First-In-Class Pharmaceutical Cures for MS
Founded in 2009, Silicon Valley-based Bionure Farma is a late-pre-clinical startup that’s raised $6.5 million through a Series A funding round. Bionure is working on developing first-in-class agonists for Serum and Glucocorticoid-Regulated Kinases (SGKs), a set of cell signaling pathways involved in neurogenerative diseases. Their lead candidate, BN201, is a pharmaceutical agent that promotes repair and regeneration of nerve tissue through remyelination around nerve fibers. BN201 is currently in Phase I to determine its safety profile and tolerability.
Stem Cell Cures for MS
Founded in 2012, Imstem is a Connecticut biotechnology startup with $1.1 million in funding to develop treatments using stem cell therapy. The lion’s share of Imstem’s funding came from a stem cell research grant through a program led by the state of Connecticut. The company is focused on researching human pluripotent stem cells for repairing neural tissue. The main Imstem therapeutic for treating MS is still under the pre-Investigational New Drug (IND) phase.

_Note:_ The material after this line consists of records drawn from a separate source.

//! Process-wide tracing/logging setup.

use tracing_subscriber::EnvFilter;

/// Initialize tracing for the process.
///
/// JSON logs with timestamps, filterable via `RUST_LOG` (default `info`).
/// Safe to call multiple times; subsequent calls are no-ops.
pub fn init() {
    let filter = EnvFilter::try_from_default_env().unwrap_or_else(|_| EnvFilter::new("info"));

    let _ = tracing_subscriber::fmt()
        .with_env_filter(filter)
        .json()
        .with_timer(tracing_subscriber::fmt::time::SystemTime)
        .with_target(false)
        .try_init();
}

MS is a painful disease that has wreaked havoc on people’s lives and careers. At the moment, MS patients have to content themselves with conventional management strategies that include expensive pharmaceutical cocktails to reduce flare-ups and relapses. Companies are working hard to commercialize advanced technologies in the form of stem cell therapies, antibodies, and immunotherapies, among others. However, no one seems to be close to solving the mystery of the disease, which leads us to wonder: When will there ever be a cure for MS?